Los guantes mágicos
Ecrite et dirigée par Martin Rejtman, cette comédie douce-amère emporte le spectateur dans un Buenos Aires étriqué, marqué par le manque, la dégradation, l'absurde. Trois amis y partagent les mêmes insatisfactions statutaires, les mêmes ambitions contrariées: Alejandro, dont la voiture est si piteuse qu'on ne peut guère le considérer comme un vrai chauffeur de taxi; Valeria, hôtesse de l'air devant se contenter de modestes vols nationaux; Luis, qui se présente comme un acteur, mais n'exerce ses talents que dans des films pornographiques. Dans cette ville, qui elle-même n'est que l'ébauche décatie de ses modèles occidentaux, ces personnages - pas vraiment des perdants, mais les dignes représentants d'une sorte de classe moyenne alternative, minée par la crise économique -, se laissent flotter au gré de péripéties, parfois pourtant endiablées, du quotidien. Ils vivent d'addictions, se séparent, se rencontrent, s'enrichissent ou s'appauvrissent en un clin d'oeil, tournent en rond et attendent quelque amélioration de vagues déterminations extérieures, comme le pays tout entier semble attendre le salut de l'étranger.

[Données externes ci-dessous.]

//! 考勤存储操作
//!
//! 学生和教师各一张表，结构相同。同一人同一天只有一条记录，
//! 重复登记由唯一约束拦下转为冲突错误。

use super::SeaOrmStorage;
use crate::entity::prelude::{Students, Teachers};
use crate::entity::student_attendance::{
    ActiveModel as StudentAttendanceActiveModel, Column as StudentAttendanceColumn,
    Entity as StudentAttendance,
};
use crate::entity::teacher_attendance::{
    ActiveModel as TeacherAttendanceActiveModel, Column as TeacherAttendanceColumn,
    Entity as TeacherAttendance,
};
use crate::errors::{Result, SchoolSystemError};
use crate::models::attendance::{
    entities::AttendanceSummary,
    requests::{AttendanceListQuery, MarkAttendanceRequest},
    responses::AttendanceListResponse,
};
use crate::models::attendance::entities::AttendanceRecord;
use sea_orm::{ActiveModelTrait, ColumnTrait, EntityTrait, QueryFilter, QueryOrder, Set};

impl SeaOrmStorage {
    /// 登记学生考勤，日期缺省为当天
    pub async fn mark_student_attendance_impl(
        &self,
        mark: MarkAttendanceRequest,
    ) -> Result<AttendanceRecord> {
        let student = Students::find_by_id(mark.person_id)
            .one(&self.db)
            .await
            .map_err(|e| SchoolSystemError::database_operation(format!("查询学生失败: {e}")))?;
        if student.is_none() {
            return Err(SchoolSystemError::not_found("学生不存在"));
        }

        let date = mark.date.unwrap_or_else(|| chrono::Utc::now().date_naive());
        let model = StudentAttendanceActiveModel {
            student_id: Set(mark.person_id),
            date: Set(date),
            is_present: Set(mark.is_present),
            note: Set(mark.note),
            created_at: Set(chrono::Utc::now().timestamp()),
            ..Default::default()
        };

        let result = model
            .insert(&self.db)
            .await
            .map_err(|e| super::map_unique_violation(e, "当日考勤已登记", "写入考勤记录失败"))?;

        Ok(result.into_record())
    }

    /// 查询学生考勤，按日期倒序，附统计
    pub async fn list_student_attendance_impl(
        &self,
        query: AttendanceListQuery,
    ) -> Result<AttendanceListResponse> {
        let mut select = StudentAttendance::find();
        if let Some(person_id) = query.person_id {
            select = select.filter(StudentAttendanceColumn::StudentId.eq(person_id));
        }
        if let Some(start) = query.start_date {
            select = select.filter(StudentAttendanceColumn::Date.gte(start));
        }
        if let Some(end) = query.end_date {
            select = select.filter(StudentAttendanceColumn::Date.lte(end));
        }

        let records: Vec<AttendanceRecord> = select
            .order_by_desc(StudentAttendanceColumn::Date)
            .all(&self.db)
            .await
            .map_err(|e| SchoolSystemError::database_operation(format!("查询考勤记录失败: {e}")))?
            .into_iter()
            .map(|m| m.into_record())
            .collect();

        let summary = summarize(&records);
        Ok(AttendanceListResponse { records, summary })
    }

    /// 登记教师考勤，日期缺省为当天
    pub async fn mark_teacher_attendance_impl(
        &self,
        mark: MarkAttendanceRequest,
    ) -> Result<AttendanceRecord> {
        let teacher = Teachers::find_by_id(mark.person_id)
            .one(&self.db)
            .await
            .map_err(|e| SchoolSystemError::database_operation(format!("查询教师失败: {e}")))?;
        if teacher.is_none() {
            return Err(SchoolSystemError::not_found("教师不存在"));
        }

        let date = mark.date.unwrap_or_else(|| chrono::Utc::now().date_naive());
        let model = TeacherAttendanceActiveModel {
            teacher_id: Set(mark.person_id),
            date: Set(date),
            is_present: Set(mark.is_present),
            note: Set(mark.note),
            created_at: Set(chrono::Utc::now().timestamp()),
            ..Default::default()
        };

        let result = model
            .insert(&self.db)
            .await
            .map_err(|e| super::map_unique_violation(e, "当日考勤已登记", "写入考勤记录失败"))?;

        Ok(result.into_record())
    }

    /// 查询教师考勤，按日期倒序，附统计
    pub async fn list_teacher_attendance_impl(
        &self,
        query: AttendanceListQuery,
    ) -> Result<AttendanceListResponse> {
        let mut select = TeacherAttendance::find();
        if let Some(person_id) = query.person_id {
            select = select.filter(TeacherAttendanceColumn::TeacherId.eq(person_id));
        }
        if let Some(start) = query.start_date {
            select = select.filter(TeacherAttendanceColumn::Date.gte(start));
        }
        if let Some(end) = query.end_date {
            select = select.filter(TeacherAttendanceColumn::Date.lte(end));
        }

        let records: Vec<AttendanceRecord> = select
            .order_by_desc(TeacherAttendanceColumn::Date)
            .all(&self.db)
            .await
            .map_err(|e| SchoolSystemError::database_operation(format!("查询考勤记录失败: {e}")))?
            .into_iter()
            .map(|m| m.into_record())
            .collect();

        let summary = summarize(&records);
        Ok(AttendanceListResponse { records, summary })
    }
}

// 在查出的记录上就地统计，避免再跑一轮计数查询
fn summarize(records: &[AttendanceRecord]) -> AttendanceSummary {
    let total = records.len() as i64;
    let present = records.iter().filter(|r| r.is_present).count() as i64;
    AttendanceSummary::from_counts(total, present)
}

#[cfg(test)]
mod tests {
    use crate::errors::SchoolSystemError;
    use crate::models::attendance::requests::{AttendanceListQuery, MarkAttendanceRequest};
    use crate::storage::sea_orm_storage::test_seed::{seed_student, seed_teacher};

    fn mark(person_id: i64, date: chrono::NaiveDate, is_present: bool) -> MarkAttendanceRequest {
        MarkAttendanceRequest {
            person_id,
            date: Some(date),
            is_present,
            note: None,
        }
    }

    #[tokio::test]
    async fn test_mark_same_day_twice_conflicts() {
        let storage = crate::storage::sea_orm_storage::test_storage().await;
        let student_id = seed_student(&storage, "S2024001").await;
        let day = chrono::NaiveDate::from_ymd_opt(2024, 10, 1).unwrap();

        storage
            .mark_student_attendance_impl(mark(student_id, day, true))
            .await
            .unwrap();
        let err = storage
            .mark_student_attendance_impl(mark(student_id, day, false))
            .await
            .unwrap_err();
        assert!(matches!(err, SchoolSystemError::Conflict(_)));
    }

    #[tokio::test]
    async fn test_mark_unknown_student_not_found() {
        let storage = crate::storage::sea_orm_storage::test_storage().await;
        let err = storage
            .mark_student_attendance_impl(MarkAttendanceRequest {
                person_id: 404,
                date: None,
                is_present: true,
                note: None,
            })
            .await
            .unwrap_err();
        assert!(matches!(err, SchoolSystemError::NotFound(_)));
    }

    #[tokio::test]
    async fn test_list_with_date_window() {
        let storage = crate::storage::sea_orm_storage::test_storage().await;
        let student_id = seed_student(&storage, "S2024002").await;

        for (day, present) in [(1, true), (2, true), (3, false), (10, true)] {
            storage
                .mark_student_attendance_impl(mark(
                    student_id,
                    chrono::NaiveDate::from_ymd_opt(2024, 10, day).unwrap(),
                    present,
                ))
                .await
                .unwrap();
        }

        let result = storage
            .list_student_attendance_impl(AttendanceListQuery {
                person_id: Some(student_id),
                start_date: Some(chrono::NaiveDate::from_ymd_opt(2024, 10, 1).unwrap()),
                end_date: Some(chrono::NaiveDate::from_ymd_opt(2024, 10, 5).unwrap()),
            })
            .await
            .unwrap();

        assert_eq!(result.records.len(), 3);
        assert_eq!(result.summary.total_days, 3);
        assert_eq!(result.summary.present_days, 2);
        assert_eq!(result.summary.absent_days, 1);
        // 倒序，最近的在前
        assert_eq!(
            result.records[0].date,
            chrono::NaiveDate::from_ymd_opt(2024, 10, 3).unwrap()
        );
    }

    #[tokio::test]
    async fn test_teacher_attendance_separate_table() {
        let storage = crate::storage::sea_orm_storage::test_storage().await;
        let teacher_id = seed_teacher(&storage, "T2001").await;
        let day = chrono::NaiveDate::from_ymd_opt(2024, 10, 1).unwrap();

        storage
            .mark_teacher_attendance_impl(mark(teacher_id, day, true))
            .await
            .unwrap();

        let teachers = storage
            .list_teacher_attendance_impl(AttendanceListQuery {
                person_id: Some(teacher_id),
                start_date: None,
                end_date: None,
            })
            .await
            .unwrap();
        assert_eq!(teachers.records.len(), 1);

        // 学生表不受影响
        let students = storage
            .list_student_attendance_impl(AttendanceListQuery {
                person_id: None,
                start_date: None,
                end_date: None,
            })
            .await
            .unwrap();
        assert!(students.records.is_empty());
        assert_eq!(students.summary.attendance_rate, 0.0);
    }
}
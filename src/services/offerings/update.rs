use actix_web::{HttpRequest, HttpResponse, Result as ActixResult};

use super::OfferingService;
use crate::errors::SchoolSystemError;
use crate::models::offerings::requests::UpdateOfferingRequest;
use crate::models::{ApiResponse, ErrorCode};

pub async fn update_offering(
    service: &OfferingService,
    offering_id: i64,
    update_data: UpdateOfferingRequest,
    request: &HttpRequest,
) -> ActixResult<HttpResponse> {
    if let Some(max_students) = update_data.max_students
        && max_students <= 0
    {
        return Ok(HttpResponse::BadRequest().json(ApiResponse::error_empty(
            ErrorCode::BadRequest,
            "max_students must be a positive integer",
        )));
    }

    let storage = service.get_storage(request);

    match storage.update_offering(offering_id, update_data).await {
        Ok(Some(offering)) => {
            Ok(HttpResponse::Ok().json(ApiResponse::success(offering, "开课信息更新成功")))
        }
        Ok(None) => Ok(HttpResponse::NotFound().json(ApiResponse::error_empty(
            ErrorCode::OfferingNotFound,
            "Offering not found",
        ))),
        Err(SchoolSystemError::NotFound(msg)) => {
            Ok(HttpResponse::NotFound().json(ApiResponse::error_empty(ErrorCode::NotFound, msg)))
        }
        Err(SchoolSystemError::Conflict(msg)) => Ok(HttpResponse::Conflict()
            .json(ApiResponse::error_empty(ErrorCode::OfferingAlreadyExists, msg))),
        Err(e) => Ok(
            HttpResponse::InternalServerError().json(ApiResponse::error_empty(
                ErrorCode::InternalServerError,
                format!("Failed to update offering: {e}"),
            )),
        ),
    }
}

Cet attentisme se cristallise dans la paire de «gants magiques» en provenance de Chine dont les trois amis espèrent un miracle qui n'aura pas lieu. Autour de ces personnages en rupture de solutions imaginatives, Martin Rejtman a su organiser un espace urbain qui semble leur couper toute perspective d'avenir, toute échappatoire. Buenos Aires devient un enclos, une magnétique dont on ne s'enfuit que pour y revenir, un microcosme où personnes et objets semblent obéir à une logique spécifique. S'il propose une vision plutôt pessimiste de l'Argentine contemporaine, Los Guantes Mà gicos toutefois ne cède en rien au désespoir, mais au contraire recèle un humour fantaisiste et caustique, hérité autant du burlesque que des grandes comédies sentimentales.